Florida Today: Hiassen: Train-load of questions about a train
Posted on August 17, 2015
If you’ve got some extra cash lying around, here’s an idea:
Sink all your hard-earned dollars into tax-free bonds for All Aboard Florida, the high-speed passenger train service that will supposedly run between downtown Miami and the Orlando airport.
Or, for the same return on your investment, take all your cash, dump it in a bucket and light it on fire.
Every passenger rail service in the United States loses money, but All Aboard Florida last week was approved to sell $1.75 billion in municipal bonds to finance its 235-mile fantasy. The private firm promises to put up about $700 million in equity and assume all debt.
The bonds will be unrated because of the absurdly high risks, which required a couple dozen pages to explain.
Bottom line: It will be impossible for the train project to ever make a profit. If your broker calls up and tries to sell you some of these bonds, fire the fool.
Here’s the pitch you might hear: When the project is finished, All Aboard Florida will be running trains between Miami and Orlando 32 times a day at speeds exceeding 100 mph.
The company won’t say what the price of a ticket will be, yet it predicts yearly revenues of $300 million. No less rosy is its ridership projection of 5.4 million passengers annually by 2020 — about 14,000 riders daily.
Whoever cooked up these numbers must have been heavy into the mushrooms. It sounds like they basically sat around listening to Pink Floyd and making stuff up. Clearly they paid no attention to historical rail-use data.
Mass transit is terrific when it’s truly used by the masses, but even then it can’t function without huge taxpayer subsidies. Amtrak already runs roundabout routs between Miami and Orlando, but the trip has frequent stops, takes several hours and, of course, loses millions.
All Aboard Florida’s trains will also be traveling a non-linear track. After leaving Miami they’ll stop in Fort Lauderdale and West Palm Beach. Then they head up the seaboard all the way to Cocoa — don’t ask why — where they turn due west on a yet-to-be-built 40-mile stretch to Orlando.
Executives for All Aboard Florida say the price of the trip will be comparable to what you’d spend going by car — as if a sane person would willingly drive directly from Miami to the Orlando airport.
Most motorists go straight to Disney World or Universal. If you ride the new train, however, you’ll have to catch a tram, cab or rental car from the airport, adding time and costs to your trip.
Still, lots of people in South Florida are excited about All Aboard Florida. This is because of the prospect of a quick connection between Miami, where work already has begun on a new station, and West Palm.
That leg would definitely appeal to highway commuters, though it would still bleed money. Farther north, where the trains won’t stop, All Aboard Florida isn’t very popular.
Indian River and Martin counties have sued to halt the project, for good reason. Towns along the Florida East Coast railroad tracks will see traffic stymied at local crossings 32 times every day while the trains zip back and forth.
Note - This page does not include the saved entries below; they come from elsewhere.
use serde::{Deserialize, Serialize};
use std::collections::BTreeMap;

use crate::errors::PipelineError;

// @module: Heritage records, the structured input of the pipeline

/// A heritage site description as served by the catalogue
#[derive(Debug, Clone, Default, Serialize, Deserialize, PartialEq)]
pub struct HeritageRecord {
    // @field: Catalogue id, informational only
    #[serde(default, skip_serializing_if = "Option::is_none")]
    pub id: Option<String>,

    // @field: Display name, informational only
    #[serde(default, skip_serializing_if = "Option::is_none")]
    pub name: Option<String>,

    // @field: Texts per length variant
    #[serde(default)]
    pub description: Description,

    // @field: Background image URL
    #[serde(default, skip_serializing_if = "Option::is_none")]
    pub image: Option<String>,
}

/// Description texts of a record
#[derive(Debug, Clone, Default, Serialize, Deserialize, PartialEq)]
pub struct Description {
    // @field: Texts in the record's own language, keyed by length variant
    #[serde(default)]
    pub local: BTreeMap<String, String>,
}

/// Which description text of a record is narrated
#[derive(Debug, Clone, Copy, PartialEq, Eq, Default, Serialize, Deserialize)]
#[serde(rename_all = "lowercase")]
pub enum LengthVariant {
    Short,
    #[default]
    Extended,
}

impl LengthVariant {
    /// Key under `description.local`
    pub fn key(&self) -> &'static str {
        match self {
            Self::Short => "short",
            Self::Extended => "extended",
        }
    }
}

impl std::fmt::Display for LengthVariant {
    fn fmt(&self, f: &mut std::fmt::Formatter<'_>) -> std::fmt::Result {
        f.write_str(self.key())
    }
}

impl std::str::FromStr for LengthVariant {
    type Err = PipelineError;

    fn from_str(s: &str) -> Result<Self, Self::Err> {
        match s.trim().to_lowercase().as_str() {
            "short" => Ok(Self::Short),
            "extended" | "long" => Ok(Self::Extended),
            other => Err(PipelineError::InvalidInput(format!("unknown length variant '{}'", other))),
        }
    }
}

impl HeritageRecord {
    /// Text for `variant`; missing or blank text is a caller error
    pub fn text_for(&self, variant: LengthVariant) -> Result<&str, PipelineError> {
        self.description
            .local
            .get(variant.key())
            .map(String::as_str)
            .filter(|text| !text.trim().is_empty())
            .ok_or_else(|| {
                PipelineError::InvalidInput(format!(
                    "record {} has no description.local.{} text",
                    self.label(),
                    variant.key()
                ))
            })
    }

    /// Id or name for log and error messages
    pub fn label(&self) -> String {
        self.id
            .clone()
            .or_else(|| self.name.clone())
            .unwrap_or_else(|| "<unnamed>".to_string())
    }

    /// Background URL: the record's image without its query string, or `default_url`
    pub fn resolve_image(&self, default_url: &str) -> String {
        let url = self
            .image
            .as_deref()
            .map(str::trim)
            .filter(|url| !url.is_empty())
            .unwrap_or(default_url);
        strip_query(url).to_string()
    }
}

/// Everything before the first `?`
pub fn strip_query(url: &str) -> &str {
    url.split_once('?').map(|(base, _)| base).unwrap_or(url)
}

/// Cut text to `max_chars` characters, marking a cut with `...`
pub fn truncate_text(text: &str, max_chars: usize) -> String {
    match text.char_indices().nth(max_chars) {
        Some((cut, _)) => format!("{}...", &text[..cut]),
        None => text.to_string(),
    }
}

/// Map the "use the record's own language" sentinel to the native language
/// Whether `target` asks for the record's own language
pub fn is_local_language(target: &str, sentinel: &str) -> bool {
    target.trim().eq_ignore_ascii_case(sentinel)
}

pub fn resolve_language<'a>(target: &'a str, sentinel: &str, native: &'a str) -> &'a str {
    if is_local_language(target, sentinel) {
        native
    } else {
        target
    }
}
Residents, business leaders and officials fear the horns, noise and congestion will drive down property values. First-responders have also warned that the frequent lowering of crossing gates will impede ambulances and police cars responding to emergencies.
Still, the federal government and state of Florida have allowed the train project to roll forward. The only thing that can derail it is lack of funds. Just wait.
But for now, nutty as it seems, somebody somewhere will get suckered into buying All Aboard Florida’s bonds.
The deal is so dicey that a consultant for the state’s financing authority recommends that the bonds be sold in $100,000 blocks only to “accredited investors” or “institutional buyers.”
They might know how to bail out before they get hurt.
Among the “significant” risks of All Aboard Florida listed in a lengthy memo prepared by Bank of America Merrill Lynch:
“The company is not providing all the information that would be required if the company were being registered with the Securities and Exchange Commission.”
Picky, picky, picky. What else?
“The company currently has no revenues or cash flows and has never constructed or managed a passenger railroad.”
Well, OK, that’s not so great.
But there’s a first time for everything, right? We’re only talking about $1.75 billion, and it’s not like you’re taking it to Vegas.
Where your odds would actually be better.